The act seemed to be a signal. All five men set off down the street, each in his correct position.
The third stop was longer.
It was also directly below me and across the street.
I stood and shifted to the right to observe through the center diamond.
I could shoot offhand from here. The bottom of the diamond would make a perfect rest for the rifle.
Parizzi stopped and turned his back on me to gaze through a wide plate-glass window. The building was twice as wide as any of the others on that side of the street, and three times as wide as the building I was perched on. His shadow on the window cut the glare just enough that I could make out what appeared to be a rifle on a display stand.
I closed my eyes, opened them, focused.
Yes, it was a rifle. So the building must be a gun shop, but a very large one.
Parizzi stood there for a long moment, but nobody came out to talk with him.
Finally he turned away to continue his stroll, but he gestured back toward the window, pointing with the index finger of his left hand. In Italian, he muttered, “Mebbe someday, eh?”
One bodyguard nodded.
Parizzi laughed and they moved on down the street.

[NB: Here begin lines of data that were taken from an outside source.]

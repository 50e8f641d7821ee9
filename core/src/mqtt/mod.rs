// MQTT client with per-topic ring buffers
//
// The broker I/O task only appends to buffers and taps; interpretation happens
// on the caller side when managers poll snapshots.

mod buffer;
mod client;
mod rumqtt;
mod transport;

use std::sync::Arc;

pub use buffer::{BufferEntry, BufferSet, BufferSnapshot, TopicBuffer};
pub use client::{ClientStats, FactoryClient, MessageTap};
pub use rumqtt::RumqttTransport;
pub use transport::{MessageSink, MockTransport, Transport};

use crate::config::{BrokerConfig, BrokerMode};

/// Pick the transport matching the configured broker mode
pub fn transport_for(config: &BrokerConfig) -> Arc<dyn Transport> {
    match config.mode {
        BrokerMode::Mock => Arc::new(MockTransport::new()),
        BrokerMode::Live | BrokerMode::Replay => Arc::new(RumqttTransport::new(config.clone())),
    }
}
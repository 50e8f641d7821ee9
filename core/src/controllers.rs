// TXT controller registry
//
// Controllers are discovered from `module/v1/ff/<serial>/factsheet` and kept
// fresh by `.../state`. Keyed by serial number, which survives IP changes.
use std::collections::{BTreeMap, HashMap};

use chrono::{DateTime, Duration, Utc};
use parking_lot::Mutex;
use serde::Serialize;
use serde_json::Value;
use tracing::{debug, info};

use crate::clock::{cutoff, span_seconds, system_clock, SharedClock};

pub const ONLINE_WINDOW_SECS: i64 = 30;

/// Serial numbers whose role is fixed regardless of their factsheet
const KNOWN_SERIALS: &[(&str, &str, &str)] = &[
    ("SVR4H73275", "DPS", "CCU"),
    ("SVR4H76530", "AIQS", "quality_control"),
    ("5iO4", "FTS", "transport"),
];

const IP_PATHS: &[&str] = &[
    "ipAddress",
    "connection.ipAddress",
    "network.ipAddress",
    "system.ipAddress",
    "metadata.ipAddress",
];

#[derive(Debug, Clone, PartialEq, Serialize)]
pub struct ControllerInfo {
    pub serial: String,
    pub module_type: String,
    pub role: String,
    pub version: Option<String>,
    pub capabilities: Vec<String>,
    pub functions: Vec<String>,
    pub ip: Option<String>,
    pub first_seen: DateTime<Utc>,
    pub last_seen: DateTime<Utc>,
    pub factsheet: Option<Value>,
}

impl ControllerInfo {
    pub fn is_online_at(&self, now: DateTime<Utc>) -> bool {
        now - self.last_seen < Duration::seconds(ONLINE_WINDOW_SECS)
    }
}

#[derive(Debug, Clone, Default, PartialEq, Serialize)]
pub struct ControllerSummary {
    pub total: usize,
    pub online: usize,
    pub offline: usize,
    pub by_role: BTreeMap<String, usize>,
    pub by_module_type: BTreeMap<String, usize>,
}

/// `module/v1/ff/<serial>/<kind>` or `fts/v1/ff/<serial>/<kind>`
fn serial_from_topic(topic: &str) -> Option<&str> {
    let parts: Vec<&str> = topic.split('/').collect();
    match parts.as_slice() {
        ["module" | "fts", "v1", "ff", "NodeRed", serial, ..] => Some(*serial),
        ["module" | "fts", "v1", "ff", serial, ..] => Some(*serial),
        _ => None,
    }
}

fn lookup<'a>(value: &'a Value, path: &str) -> Option<&'a Value> {
    path.split('.').try_fold(value, |v, key| v.get(key))
}

fn looks_like_ipv4(raw: &str) -> bool {
    raw.parse::<std::net::Ipv4Addr>().is_ok()
}

fn extract_ip(payload: &Value) -> Option<String> {
    IP_PATHS
        .iter()
        .filter_map(|path| lookup(payload, path).and_then(Value::as_str))
        .find(|ip| looks_like_ipv4(ip))
        .map(str::to_string)
}

fn string_list(value: Option<&Value>) -> Vec<String> {
    value
        .and_then(Value::as_array)
        .map(|items| {
            items
                .iter()
                .filter_map(|item| match item {
                    Value::String(s) => Some(s.clone()),
                    other => other
                        .get("actionType")
                        .or_else(|| other.get("name"))
                        .and_then(Value::as_str)
                        .map(str::to_string),
                })
                .collect()
        })
        .unwrap_or_default()
}

fn module_type_of(factsheet: &Value) -> Option<String> {
    ["moduleType", "typeSpecification.moduleClass", "typeSpecification.seriesName"]
        .iter()
        .find_map(|path| lookup(factsheet, path).and_then(Value::as_str))
        .map(str::to_string)
}

/// Role from the factsheet when the serial is not in the known table
fn role_from_factsheet(module_type: &str, factsheet: &Value) -> &'static str {
    let description = lookup(factsheet, "typeSpecification.seriesDescription")
        .and_then(Value::as_str)
        .unwrap_or_default();
    let haystack = format!("{module_type} {description}").to_ascii_lowercase();
    let words: Vec<&str> = haystack
        .split(|c: char| !c.is_ascii_alphanumeric())
        .filter(|w| !w.is_empty())
        .collect();
    let has = |needles: &[&str]| needles.iter().any(|n| words.contains(n));

    if has(["warehouse", "hbw", "ccu"].as_slice()) {
        "CCU"
    } else if has(["quality", "aiqs", "ai"].as_slice()) {
        "quality_control"
    } else if has(["fts", "agv", "mobile"].as_slice()) {
        "transport"
    } else if has(["gateway", "cloud"].as_slice()) {
        "cloud_gateway"
    } else {
        "unknown"
    }
}

pub struct ControllerRegistry {
    controllers: Mutex<HashMap<String, ControllerInfo>>,
    clock: SharedClock,
}

impl Default for ControllerRegistry {
    fn default() -> Self {
        Self::new()
    }
}

impl ControllerRegistry {
    pub fn new() -> Self {
        Self::with_clock(system_clock())
    }

    pub fn with_clock(clock: SharedClock) -> Self {
        Self {
            controllers: Mutex::new(HashMap::new()),
            clock,
        }
    }

    /// Upsert a controller from its factsheet. Returns the serial on success.
    pub fn process_factsheet_message(&self, topic: &str, payload: &Value) -> Option<String> {
        let serial = serial_from_topic(topic)
            .or_else(|| payload.get("serialNumber").and_then(Value::as_str))?
            .to_string();
        let now = self.clock.now();

        let known = KNOWN_SERIALS.iter().find(|(s, _, _)| *s == serial);
        let module_type = module_type_of(payload)
            .or_else(|| known.map(|(_, t, _)| t.to_string()))
            .unwrap_or_else(|| "unknown".to_string());
        let role = match known {
            Some((_, _, role)) => role.to_string(),
            None => role_from_factsheet(&module_type, payload).to_string(),
        };

        let mut capabilities = string_list(payload.get("capabilities"));
        if capabilities.is_empty() {
            capabilities = string_list(lookup(payload, "protocolFeatures.moduleActions"));
        }
        let functions = string_list(payload.get("functions"));
        let version = payload
            .get("version")
            .and_then(Value::as_str)
            .map(str::to_string);

        let mut controllers = self.controllers.lock();
        let first_seen = controllers.get(&serial).map_or(now, |c| c.first_seen);
        let ip = controllers.get(&serial).and_then(|c| c.ip.clone());
        let is_new = !controllers.contains_key(&serial);

        controllers.insert(
            serial.clone(),
            ControllerInfo {
                serial: serial.clone(),
                module_type,
                role,
                version,
                capabilities,
                functions,
                ip: extract_ip(payload).or(ip),
                first_seen,
                last_seen: now,
                factsheet: Some(payload.clone()),
            },
        );

        if is_new {
            info!(target: "controllers", serial = %serial, "Controller discovered");
        }
        Some(serial)
    }

    /// Refresh `last_seen` and IP from a state message. Unknown serials are
    /// registered with placeholder metadata until their factsheet arrives.
    pub fn process_state_message(&self, topic: &str, payload: &Value) -> Option<String> {
        let serial = serial_from_topic(topic)
            .or_else(|| payload.get("serialNumber").and_then(Value::as_str))?
            .to_string();
        let now = self.clock.now();
        let ip = extract_ip(payload);

        let mut controllers = self.controllers.lock();
        let entry = controllers.entry(serial.clone()).or_insert_with(|| {
            let known = KNOWN_SERIALS.iter().find(|(s, _, _)| *s == serial);
            ControllerInfo {
                serial: serial.clone(),
                module_type: known.map_or("unknown", |(_, t, _)| *t).to_string(),
                role: known.map_or("unknown", |(_, _, r)| *r).to_string(),
                version: None,
                capabilities: Vec::new(),
                functions: Vec::new(),
                ip: None,
                first_seen: now,
                last_seen: now,
                factsheet: None,
            }
        });

        entry.last_seen = now;
        if let Some(ip) = ip {
            if entry.ip.as_deref() != Some(ip.as_str()) {
                debug!(target: "controllers", serial = %serial, ip = %ip, "Controller IP updated");
                entry.ip = Some(ip);
            }
        }
        Some(serial)
    }

    pub fn get(&self, serial: &str) -> Option<ControllerInfo> {
        self.controllers.lock().get(serial).cloned()
    }

    pub fn is_online(&self, serial: &str) -> bool {
        let now = self.clock.now();
        self.controllers
            .lock()
            .get(serial)
            .map_or(false, |c| c.is_online_at(now))
    }

    fn filtered(&self, keep: impl Fn(&ControllerInfo) -> bool) -> Vec<ControllerInfo> {
        let mut found: Vec<_> = self
            .controllers
            .lock()
            .values()
            .filter(|c| keep(c))
            .cloned()
            .collect();
        found.sort_by(|a, b| a.serial.cmp(&b.serial));
        found
    }

    pub fn all(&self) -> Vec<ControllerInfo> {
        self.filtered(|_| true)
    }

    pub fn by_ip(&self, ip: &str) -> Option<ControllerInfo> {
        self.filtered(|c| c.ip.as_deref() == Some(ip)).into_iter().next()
    }

    pub fn by_role(&self, role: &str) -> Vec<ControllerInfo> {
        self.filtered(|c| c.role == role)
    }

    pub fn by_module_type(&self, module_type: &str) -> Vec<ControllerInfo> {
        self.filtered(|c| c.module_type.eq_ignore_ascii_case(module_type))
    }

    pub fn online(&self) -> Vec<ControllerInfo> {
        let now = self.clock.now();
        self.filtered(|c| c.is_online_at(now))
    }

    pub fn offline(&self) -> Vec<ControllerInfo> {
        let now = self.clock.now();
        self.filtered(|c| !c.is_online_at(now))
    }

    /// Topics a controller with this role and serial is expected to publish
    pub fn expected_topics(role: &str, serial: &str) -> Vec<String> {
        match role {
            "transport" => ["state", "connection", "factsheet", "order", "instantAction"]
                .iter()
                .map(|kind| format!("fts/v1/ff/{serial}/{kind}"))
                .collect(),
            "CCU" => {
                let mut topics = vec![
                    "ccu/order/request".to_string(),
                    "ccu/order/response".to_string(),
                    "ccu/state/stock".to_string(),
                ];
                topics.extend(
                    ["state", "connection", "factsheet"]
                        .iter()
                        .map(|kind| format!("module/v1/ff/{serial}/{kind}")),
                );
                topics
            }
            "cloud_gateway" => vec!["ccu/state/#".to_string()],
            _ => ["state", "connection", "factsheet", "order", "instantAction"]
                .iter()
                .map(|kind| format!("module/v1/ff/{serial}/{kind}"))
                .collect(),
        }
    }

    pub fn summary(&self) -> ControllerSummary {
        let now = self.clock.now();
        let controllers = self.controllers.lock();
        let mut summary = ControllerSummary {
            total: controllers.len(),
            ..Default::default()
        };
        for c in controllers.values() {
            if c.is_online_at(now) {
                summary.online += 1;
            } else {
                summary.offline += 1;
            }
            *summary.by_role.entry(c.role.clone()).or_default() += 1;
            *summary.by_module_type.entry(c.module_type.clone()).or_default() += 1;
        }
        summary
    }

    /// Evict controllers not seen for more than `threshold_seconds`
    pub fn clear_offline_controllers(&self, threshold_seconds: i64) -> usize {
        let cutoff = cutoff(self.clock.now(), span_seconds(threshold_seconds));
        let mut controllers = self.controllers.lock();
        let before = controllers.len();
        controllers.retain(|_, c| c.last_seen >= cutoff);
        let removed = before - controllers.len();
        if removed > 0 {
            info!(target: "controllers", removed, "Offline controllers evicted");
        }
        removed
    }

    pub fn len(&self) -> usize {
        self.controllers.lock().len()
    }

    pub fn is_empty(&self) -> bool {
        self.controllers.lock().is_empty()
    }
}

For the first time, my curiosity was piqued. Would he pose in exactly the same way every time he passed the window?
As the man moved on I checked my watch. It was 10:36. So at his casual pace, maybe time for one more stop before he continued to 54th Street and his home.
But I’d seen enough for one day. And I was excited.
If he stopped to gaze through that window every day… well, for one thing I couldn’t ask for a better angle. And there was no breeze to account for on the street. And his bodyguards stayed off to the sides. And the crowd took a wide berth around him. And the rumbling of the traffic would mute the slight sound of the shot, and my rifle was fitted with a sound suppressor anyway.
It was all good.
I made my way to the back of the roof again and looked over.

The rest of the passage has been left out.